Los ging die Verherrlichung der Diven aus Film und Serie Anfang der Neunziger mit Juliette Binoche (*1964). Filme wie „Die unerträgliche Leichtigkeit des Seins“ und „Die Liebenden von Pont-Neuf“ haben dazu beigetragen, meine frankophile Aversion, die in Wahrheit auf meine Französisch-Lehrerin an der polytechnischen Oberschule zurückzuführen ist, abzumildern. Mit „Drei Farben: Blau“ brach Madame Binoche mir endgültig das Herz. Sie spielt darin eine trauernde Frau, die ihre Familie verloren hat. Aber eigentlich geht es darum, wie sie mit diesem Schicksalsschlag auf ihr Umfeld reagiert, worauf sie achtet und was ihr wichtig ist.
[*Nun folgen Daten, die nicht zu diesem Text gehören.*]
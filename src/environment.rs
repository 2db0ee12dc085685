//! Execution-environment discovery.
//!
//! The runner locates the slicer tools, the LLVM toolchain and the test
//! sources from the build system's cache file when one is present, and falls
//! back to treating the invoking binary's directory as the source layout when
//! it is not. Discovery happens exactly once per process invocation (see
//! [`Environment::acquire`]); the result is an immutable value passed
//! explicitly to every component that needs tool paths or axis extensions.

use std::fs;
use std::path::{Path, PathBuf};

use once_cell::sync::OnceCell;

/// Default location of the build cache, relative to the directory the runner
/// is normally invoked from (the slicing test directory of a build tree).
pub const DEFAULT_CACHE: &str = "../../CMakeCache.txt";

const SVF_KEY: &str = "SVF_DIR";
const SANITIZERS_KEY: &str = "CLANG_HAS_SANITIZERS";
const SOURCE_ROOT_KEY: &str = "dg_SOURCE_DIR";
const BINARY_ROOT_KEY: &str = "dg_BINARY_DIR";
const LLVM_TOOLS_KEY: &str = "LLVM_TOOLS_DIR";
const COMPILER_KEY: &str = "CMAKE_C_COMPILER";

static ENVIRONMENT: OnceCell<Environment> = OnceCell::new();

/// Immutable snapshot of everything the pipeline needs to know about the
/// machine it runs on.
#[derive(Debug, Clone)]
pub struct Environment {
    /// Directory holding the slicer binaries under test.
    pub tools_dir: PathBuf,
    /// Directory holding the test's C sources and expected-output files.
    pub sources_dir: PathBuf,
    /// Directory holding clang/llvm-link/opt/lli; empty means "use PATH".
    pub llvm_tools_dir: PathBuf,
    /// The compiler driver. Defaults to clang from `llvm_tools_dir`.
    pub compiler: PathBuf,
    /// Directory under which per-test working directories are created.
    pub work_root: PathBuf,
    /// Whether the optional SVF points-to backend was found at build time.
    pub have_svf: bool,
    /// Whether the toolchain supports address/undefined sanitizers.
    pub clang_has_sanitizers: bool,
    /// Echo tool command lines and pass their output through.
    pub debug: bool,
}

/// Values recognized in the build cache; everything else is ignored.
#[derive(Debug, Default, PartialEq)]
struct CacheValues {
    source_root: Option<PathBuf>,
    binary_root: Option<PathBuf>,
    llvm_tools: Option<PathBuf>,
    compiler: Option<PathBuf>,
    have_svf: bool,
    sanitizers: bool,
}

impl Environment {
    /// The process-wide environment, discovered on first use from
    /// [`DEFAULT_CACHE`] and reused afterwards.
    pub fn acquire() -> &'static Environment {
        ENVIRONMENT.get_or_init(|| Environment::discover(Some(Path::new(DEFAULT_CACHE))))
    }

    /// Resolve the environment, preferring the build cache at `cache` and
    /// falling back to the invoking binary's own directory. A missing or
    /// unreadable cache file is not an error; it selects the fallback mode.
    pub fn discover(cache: Option<&Path>) -> Environment {
        let mut env = Environment::fallback();
        if let Some(path) = cache {
            if let Ok(text) = fs::read_to_string(path) {
                env.apply(parse_cache(&text));
                // Cache mode: the invocation directory is part of a build
                // tree, so per-test workdirs are created right there.
                env.work_root = PathBuf::from(".");
            }
        }
        env.debug = debug_requested();
        env
    }

    /// In-source layout: the directory of the running binary is the root,
    /// with `tools/` and `sources/` next to it, LLVM tools on PATH, and
    /// per-test working directories created under the root itself.
    fn fallback() -> Environment {
        let root = std::env::current_exe()
            .ok()
            .and_then(|p| p.parent().map(Path::to_path_buf))
            .unwrap_or_else(|| PathBuf::from("."));
        Environment {
            tools_dir: root.join("tools"),
            sources_dir: root.join("sources"),
            llvm_tools_dir: PathBuf::new(),
            compiler: PathBuf::from("clang"),
            work_root: root,
            have_svf: false,
            clang_has_sanitizers: false,
            debug: false,
        }
    }

    fn apply(&mut self, values: CacheValues) {
        if let Some(root) = values.source_root {
            self.sources_dir = root.join("tests").join("slicing").join("sources");
        }
        if let Some(root) = values.binary_root {
            self.tools_dir = root.join("tools");
        }
        if let Some(dir) = values.llvm_tools {
            self.llvm_tools_dir = dir;
        }
        self.compiler = match values.compiler {
            Some(path) => path,
            None => self.llvm_tool("clang"),
        };
        self.have_svf = values.have_svf;
        self.clang_has_sanitizers = values.sanitizers;
    }

    fn llvm_tool(&self, name: &str) -> PathBuf {
        if self.llvm_tools_dir.as_os_str().is_empty() {
            PathBuf::from(name)
        } else {
            self.llvm_tools_dir.join(name)
        }
    }

    pub fn clang(&self) -> PathBuf {
        self.compiler.clone()
    }

    pub fn llvm_link(&self) -> PathBuf {
        self.llvm_tool("llvm-link")
    }

    pub fn opt(&self) -> PathBuf {
        self.llvm_tool("opt")
    }

    pub fn lli(&self) -> PathBuf {
        self.llvm_tool("lli")
    }

    pub fn slicer(&self) -> PathBuf {
        self.tools_dir.join("llvm-slicer")
    }

    /// Header force-included into every compiled test source.
    pub fn support_header(&self) -> PathBuf {
        self.sources_dir.join("..").join("test_assert.h")
    }

    /// Implementation of the assertion function, linked after slicing.
    pub fn support_source(&self) -> PathBuf {
        self.sources_dir.join("..").join("test_assert.c")
    }
}

/// Debug mode follows the original convention of a `*debug*` program name,
/// plus an environment variable for when the binary cannot be renamed.
fn debug_requested() -> bool {
    if std::env::var_os("SLICETEST_DEBUG").is_some() {
        return true;
    }
    // Only the file name counts; the full path of a dev build always
    // contains "debug".
    std::env::args()
        .next()
        .and_then(|argv0| {
            Path::new(&argv0)
                .file_name()
                .map(|name| name.to_string_lossy().contains("debug"))
        })
        .unwrap_or(false)
}

/// Parse the line-oriented cache. Accepted forms per line are `KEY=value`,
/// `KEY:TYPE=value` (CMake cache style) and `KEY value`.
fn parse_cache(text: &str) -> CacheValues {
    let mut values = CacheValues::default();
    for line in text.lines() {
        apply_cache_line(&mut values, line);
    }
    values
}

fn apply_cache_line(values: &mut CacheValues, line: &str) {
    let line = line.trim();
    if line.is_empty() || line.starts_with('#') || line.starts_with("//") {
        return;
    }
    let (key, value) = match line.split_once('=') {
        Some((k, v)) => (k, v),
        None => match line.split_once(char::is_whitespace) {
            Some((k, v)) => (k, v),
            None => return,
        },
    };
    // CMake writes `KEY:TYPE=value`; the type annotation is irrelevant here.
    let key = key.split(':').next().unwrap_or(key).trim();
    let value = value.trim();

    match key {
        SVF_KEY => values.have_svf = found(value),
        SANITIZERS_KEY => values.sanitizers = truthy(value),
        SOURCE_ROOT_KEY => values.source_root = Some(PathBuf::from(value)),
        BINARY_ROOT_KEY => values.binary_root = Some(PathBuf::from(value)),
        LLVM_TOOLS_KEY => values.llvm_tools = Some(PathBuf::from(value)),
        COMPILER_KEY => values.compiler = Some(PathBuf::from(value)),
        _ => {}
    }
}

/// CMake records an absent optional dependency as `<KEY>-NOTFOUND`.
fn found(value: &str) -> bool {
    !value.is_empty() && !value.ends_with("-NOTFOUND")
}

fn truthy(value: &str) -> bool {
    !matches!(value, "" | "0" | "OFF" | "FALSE" | "NO")
}

#[cfg(test)]
mod tests {
    use super::*;

    #[test]
    fn cache_accepts_cmake_and_plain_forms() {
        let values = parse_cache(
            "# comment\n\
             SVF_DIR:PATH=/opt/svf\n\
             CLANG_HAS_SANITIZERS:BOOL=ON\n\
             dg_SOURCE_DIR=/src/tree\n\
             dg_BINARY_DIR /build/tree\n\
             LLVM_TOOLS_DIR=/usr/lib/llvm/bin\n",
        );
        assert!(values.have_svf);
        assert!(values.sanitizers);
        assert_eq!(values.source_root.as_deref(), Some(Path::new("/src/tree")));
        assert_eq!(values.binary_root.as_deref(), Some(Path::new("/build/tree")));
        assert_eq!(
            values.llvm_tools.as_deref(),
            Some(Path::new("/usr/lib/llvm/bin"))
        );
    }

    #[test]
    fn notfound_backend_stays_disabled() {
        let values = parse_cache("SVF_DIR:PATH=SVF_DIR-NOTFOUND\nCLANG_HAS_SANITIZERS:BOOL=OFF\n");
        assert!(!values.have_svf);
        assert!(!values.sanitizers);
    }

    #[test]
    fn unrecognized_keys_are_ignored() {
        let values = parse_cache("CMAKE_BUILD_TYPE:STRING=Debug\ngarbage line without pair\n");
        assert_eq!(values, CacheValues::default());
    }

    #[test]
    fn cache_paths_land_in_environment() {
        let mut env = Environment::fallback();
        env.apply(parse_cache(
            "dg_SOURCE_DIR=/src\ndg_BINARY_DIR=/build\nLLVM_TOOLS_DIR=/llvm\n",
        ));
        assert_eq!(env.sources_dir, Path::new("/src/tests/slicing/sources"));
        assert_eq!(env.tools_dir, Path::new("/build/tools"));
        assert_eq!(env.slicer(), Path::new("/build/tools/llvm-slicer"));
        assert_eq!(env.clang(), Path::new("/llvm/clang"));
        assert_eq!(env.lli(), Path::new("/llvm/lli"));
    }

    #[test]
    fn fallback_workdirs_live_under_the_binary_root() {
        let env = Environment::fallback();
        assert_eq!(env.tools_dir.parent(), Some(env.work_root.as_path()));
        assert_eq!(env.sources_dir.parent(), Some(env.work_root.as_path()));
    }

    #[test]
    fn cache_mode_workdirs_live_under_the_invocation_dir() {
        let dir = tempfile::tempdir().unwrap();
        let cache = dir.path().join("CMakeCache.txt");
        fs::write(&cache, "dg_BINARY_DIR=/build/tree\n").unwrap();
        let env = Environment::discover(Some(&cache));
        assert_eq!(env.work_root, Path::new("."));
        assert_eq!(env.tools_dir, Path::new("/build/tree/tools"));
    }

    #[test]
    fn explicit_compiler_wins_over_llvm_dir() {
        let mut env = Environment::fallback();
        env.apply(parse_cache(
            "LLVM_TOOLS_DIR=/llvm\nCMAKE_C_COMPILER:FILEPATH=/usr/bin/clang-17\n",
        ));
        assert_eq!(env.clang(), Path::new("/usr/bin/clang-17"));
    }
}
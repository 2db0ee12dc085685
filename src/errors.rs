//! Unified error type for the slicing test runner.
//!
//! Every fallible operation in the crate returns [`Result`]. The variants map
//! one-to-one onto the failure modes of a run: an unknown test name, a
//! malformed test declaration, an external tool that could not be spawned or
//! exited non-zero, and I/O on reference files and working directories.
//!
//! Oracle mismatches are deliberately *not* errors: they are verdicts
//! (see [`crate::oracle::Verdict`]) so that the matrix loop can record them
//! and continue. The only exception is the sanity check, whose mismatch is
//! fatal before any slicing starts.

use std::path::PathBuf;

use miette::Diagnostic;
use thiserror::Error;

pub type Result<T> = std::result::Result<T, Error>;

#[derive(Debug, Error, Diagnostic)]
pub enum Error {
    #[error("unknown test name: '{name}'")]
    #[diagnostic(
        code(slicetest::unknown_test),
        help("run with a test name declared in the registry (tests.yaml or built-in)")
    )]
    UnknownTest { name: String },

    #[error("input is not a .c source code: {}", path.display())]
    #[diagnostic(code(slicetest::not_a_source))]
    NotASource { path: PathBuf },

    #[error("test '{test}' configures both post-optimize and post-link")]
    #[diagnostic(
        code(slicetest::conflicting_post_stages),
        help("the pipeline supports at most one of opt_after and link_after per test")
    )]
    ConflictingPostStages { test: String },

    #[error("failed executing {tool}")]
    #[diagnostic(
        code(slicetest::tool_failure),
        help("set SLICETEST_DEBUG=1 to see the tool's command line and output")
    )]
    ToolFailure { tool: String },

    #[error("cannot execute {tool}")]
    #[diagnostic(code(slicetest::spawn_failure))]
    Spawn {
        tool: String,
        #[source]
        source: std::io::Error,
    },

    #[error("cannot access {}", path.display())]
    #[diagnostic(code(slicetest::io))]
    Io {
        path: PathBuf,
        #[source]
        source: std::io::Error,
    },

    #[error("invalid test registry {}", path.display())]
    #[diagnostic(code(slicetest::registry))]
    Registry {
        path: PathBuf,
        #[source]
        source: serde_yaml::Error,
    },

    #[error("sanity check failed: {reason}")]
    #[diagnostic(
        code(slicetest::sanity),
        help("the unsliced program must already produce the expected output")
    )]
    Sanity { reason: String },
}

impl Error {
    /// Process exit code mandated for this error. All fatal errors exit 1.
    pub fn exit_code(&self) -> i32 {
        1
    }
}
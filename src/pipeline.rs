//! The artifact pipeline: compile, slice, link, optimize, execute.
//!
//! Each stage takes its input artifact(s) plus a flag list, builds the tool's
//! command line through a typed adapter, runs it, and fails fast when the
//! tool exits non-zero. Every stage creates exactly one new artifact named
//! `<input>.<stageSuffix>`; the caller owns disposal.

use std::path::{Path, PathBuf};

use crate::environment::Environment;
use crate::errors::{Error, Result};
use crate::process::{ProcessRunner, RunResult, ToolCommand};
use crate::testspec::TestSpec;

/// The assertion function is the slicing criterion for every test.
pub const SLICING_ENTRY: &str = "test_assert";

/// A filesystem path to one intermediate pipeline output. Created by a stage
/// call, consumed by the next stage or by execution, never mutated in place.
#[derive(Debug, Clone, PartialEq, Eq)]
pub struct Artifact(PathBuf);

impl Artifact {
    pub fn new(path: impl Into<PathBuf>) -> Self {
        Self(path.into())
    }

    pub fn path(&self) -> &Path {
        &self.0
    }

    /// Deterministic derived name for a follow-up stage's output.
    pub fn derived(&self, suffix: &str) -> Artifact {
        Artifact(PathBuf::from(format!("{}.{}", self.0.display(), suffix)))
    }
}

/// One test case's pipeline, bound to an environment and a working
/// directory. All derived artifacts land in the working directory.
pub struct Pipeline<'a> {
    env: &'a Environment,
    runner: &'a ProcessRunner,
    workdir: &'a Path,
}

impl<'a> Pipeline<'a> {
    pub fn new(env: &'a Environment, runner: &'a ProcessRunner, workdir: &'a Path) -> Self {
        Self {
            env,
            runner,
            workdir,
        }
    }

    /// Compile one C source to bitcode. Rejects inputs without a `.c`
    /// suffix before touching the compiler.
    pub fn compile(&self, source: &Path, params: &[String]) -> Result<Artifact> {
        let stem = match (source.extension().and_then(|e| e.to_str()), source.file_stem()) {
            (Some("c"), Some(stem)) => stem.to_string_lossy().into_owned(),
            _ => {
                return Err(Error::NotASource {
                    path: source.to_path_buf(),
                })
            }
        };
        let output = Artifact::new(self.workdir.join(format!("{stem}.bc")));
        let cmd = CompileToBitcode {
            clang: self.env.clang(),
            support_header: self.env.support_header(),
            source,
            output: output.path(),
            params,
        }
        .command();
        self.checked(&cmd)?;
        Ok(output)
    }

    /// The stage under test: run the slicer on the primary artifact with the
    /// setup's tokens plus any test-specific extra flags.
    pub fn slice(&self, input: &Artifact, flags: &[String]) -> Result<Artifact> {
        let output = input.derived("sliced");
        let cmd = SliceModule {
            slicer: self.env.slicer(),
            entry: SLICING_ENTRY,
            flags,
            input: input.path(),
            output: output.path(),
        }
        .command();
        self.checked(&cmd)?;
        Ok(output)
    }

    /// Merge auxiliary artifacts into the primary one.
    pub fn link(&self, primary: &Artifact, auxiliaries: &[Artifact]) -> Result<Artifact> {
        let output = primary.derived("linked");
        let cmd = LinkModules {
            llvm_link: self.env.llvm_link(),
            primary: primary.path(),
            output: output.path(),
            auxiliaries,
        }
        .command();
        self.checked(&cmd)?;
        Ok(output)
    }

    /// Apply an ordered optimizer pass list.
    pub fn optimize(&self, input: &Artifact, passes: &[String]) -> Result<Artifact> {
        let output = input.derived("opt");
        let cmd = OptimizeModule {
            opt: self.env.opt(),
            input: input.path(),
            output: output.path(),
            passes,
        }
        .command();
        self.checked(&cmd)?;
        Ok(output)
    }

    /// Interpret the final artifact, capturing its output for the oracle.
    pub fn execute(&self, input: &Artifact) -> Result<RunResult> {
        let cmd = InterpretModule {
            lli: self.env.lli(),
            input: input.path(),
        }
        .command();
        self.runner.run_captured(&cmd)
    }

    /// Compile the unsliced test natively, with the support source linked in
    /// and sanitizers enabled when the toolchain has them.
    pub fn build_native(&self, spec: &TestSpec) -> Result<PathBuf> {
        let output = self.workdir.join("sanity");
        let mut extra_sources = Vec::new();
        for aux in spec.link_before.iter().chain(&spec.link_after) {
            extra_sources.push(self.env.sources_dir.join(aux));
        }
        let cmd = CompileNative {
            clang: self.env.clang(),
            support_header: self.env.support_header(),
            support_source: self.env.support_source(),
            source: self.env.sources_dir.join(&spec.source),
            extra_sources: &extra_sources,
            output: &output,
            params: &spec.compiler_params,
            sanitizers: self.env.clang_has_sanitizers,
        }
        .command();
        self.checked(&cmd)?;
        Ok(output)
    }

    /// Run a natively built binary, capturing its output. Leak detection is
    /// off: lli-interpreted runs never free either, and the oracle only
    /// cares about assertion output.
    pub fn run_native(&self, binary: &Path) -> Result<RunResult> {
        let cmd = ToolCommand::new(binary)
            .env("ASAN_OPTIONS", "detect_leaks=0")
            .env("UBSAN_OPTIONS", "print_stacktrace=1");
        self.runner.run_captured(&cmd)
    }

    fn checked(&self, cmd: &ToolCommand) -> Result<()> {
        let status = self.runner.run(cmd)?;
        if status != 0 {
            return Err(Error::ToolFailure {
                tool: cmd.tool_name(),
            });
        }
        Ok(())
    }
}

// ---------------------------------------------------------------------------
// Per-tool argument adapters. One small struct per external tool keeps each
// tool's argument contract in exactly one place.
// ---------------------------------------------------------------------------

struct CompileToBitcode<'a> {
    clang: PathBuf,
    support_header: PathBuf,
    source: &'a Path,
    output: &'a Path,
    params: &'a [String],
}

impl CompileToBitcode<'_> {
    fn command(&self) -> ToolCommand {
        ToolCommand::new(&self.clang)
            .arg("-include")
            .arg(self.support_header.display().to_string())
            .arg("-emit-llvm")
            .arg("-std=c11")
            .arg("-fno-strict-aliasing")
            .arg("-c")
            .arg(self.source.display().to_string())
            .arg("-o")
            .arg(self.output.display().to_string())
            .args(self.params.iter().cloned())
    }
}

struct SliceModule<'a> {
    slicer: PathBuf,
    entry: &'a str,
    flags: &'a [String],
    input: &'a Path,
    output: &'a Path,
}

impl SliceModule<'_> {
    fn command(&self) -> ToolCommand {
        ToolCommand::new(&self.slicer)
            .arg("-c")
            .arg(self.entry)
            .args(self.flags.iter().cloned())
            .arg(self.input.display().to_string())
            .arg("-o")
            .arg(self.output.display().to_string())
    }
}

struct LinkModules<'a> {
    llvm_link: PathBuf,
    primary: &'a Path,
    output: &'a Path,
    auxiliaries: &'a [Artifact],
}

impl LinkModules<'_> {
    fn command(&self) -> ToolCommand {
        ToolCommand::new(&self.llvm_link)
            .arg(self.primary.display().to_string())
            .arg("-o")
            .arg(self.output.display().to_string())
            .args(self.auxiliaries.iter().map(|a| a.path().display().to_string()))
    }
}

struct OptimizeModule<'a> {
    opt: PathBuf,
    input: &'a Path,
    output: &'a Path,
    passes: &'a [String],
}

impl OptimizeModule<'_> {
    fn command(&self) -> ToolCommand {
        ToolCommand::new(&self.opt)
            .arg(self.input.display().to_string())
            .arg("-o")
            .arg(self.output.display().to_string())
            .args(self.passes.iter().cloned())
    }
}

struct InterpretModule<'a> {
    lli: PathBuf,
    input: &'a Path,
}

impl InterpretModule<'_> {
    fn command(&self) -> ToolCommand {
        ToolCommand::new(&self.lli).arg(self.input.display().to_string())
    }
}

struct CompileNative<'a> {
    clang: PathBuf,
    support_header: PathBuf,
    support_source: PathBuf,
    source: PathBuf,
    extra_sources: &'a [PathBuf],
    output: &'a Path,
    params: &'a [String],
    sanitizers: bool,
}

impl CompileNative<'_> {
    fn command(&self) -> ToolCommand {
        let mut cmd = ToolCommand::new(&self.clang)
            .arg(self.source.display().to_string())
            .arg(self.support_source.display().to_string())
            .arg("-include")
            .arg(self.support_header.display().to_string())
            .arg("-std=c11")
            .arg("-fno-strict-aliasing")
            .arg("-g")
            .arg("-Werror")
            .arg("-o")
            .arg(self.output.display().to_string())
            .args(self.params.iter().cloned());
        if self.sanitizers {
            cmd = cmd
                .arg("-fsanitize=address,undefined")
                .arg("-fno-omit-frame-pointer")
                .arg("-fno-sanitize-recover=all");
        }
        cmd.args(self.extra_sources.iter().map(|s| s.display().to_string()))
    }
}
Serien, die ich nur wegen der weiblichen Hauptrolle zu Ende gesehen habe, sind zum Beispiel „The Leftovers” und „The Gilded Age“ (Carrie Coon, *1981), Keri Russell (*1976) in „The Americans“ und Claire Danes (*1979) in „Homeland“. Keine dieser faszinierenden Frauen möchte ich gegen meine Freundin eintauschen, aber bei den folgenden filmischen Sensationen werde ich immer schwach:

Sandra Hüller (*1978), Suhl’s Finest. Absolut grandios in „Toni Erdmann“. Cate Blanchett (*1969). Ehrlich? Ich habe die „Herr der Ringe“-Triologie nur wegen ihr als Figur „Galadriel“ ertragen. Laura Dern (*1967) bewundere ich seit ihrer Zusammenarbeit mit David Lynch in „Blue Velvet“, „Wild At Heart“ und der 3. Staffel von „Twin Peaks“. In „Big Little Lies“ verkörpert sie großartig den Charakter Renata, die sich aus ärmlichen Verhältnissen emporgearbeitet hat und einen materiellen und gesellschaftlichen Absturz erlebt. Allison Janney (*1959) als C.J. Cregg in „The West Wing“. Scharfsinnig, wortgewandt, charmant und humorvoll. Frances McDormand (*1957) als schwangere Sheriff in „Fargo“ und unübertroffen in „Three Billboards Outside Ebbing, Missouri”.

Nun zu den Grand Damen: Klar, kein Weg führt in meiner Generation an Sigourney Weaver (*1949) vorbei. Die ersten vier Filme der „Alien“-Reihe machten sie zum ersten weiblichen Actionstar der Filmgeschichte. Unvergesslich bleibt auch ihr selbstironischer Auftritt in „Paul – Ein Alien auf der Flucht“. Helen Mirren (*1945) ist eine Offenbarung in „Der Koch, der Dieb, seine Frau und ihr Liebhaber“ und natürlich als die Queen. Aber die tollste von allen ist die unvergleichliche Maggie Smith (*1934). Jede Szene, in der sie als Violet Crawley, Dowager Countess of Grantham, in „Downton Abbey“ mitwirkt, ist ein Smasher. Und natürlich ist mir die kinderbedingt mehrfache Ertragung des filmischen Harry-Potter-Kanons leichter gefallen, weil Margaret Natalie Smith Cross, Minerva McGonagall, die Hauslehrerin von Gryffindor und Lehrerin für Verwandlung, schauspielerisch verantwortet. Durchschnittlich einmal im Monat recherchiere ich, ob sie noch lebt. Und dann freue ich mich, dass dem noch so ist.

„Never complain, never explain.“ (Violet Crawley). So wie der Sinn dieser Kolumne.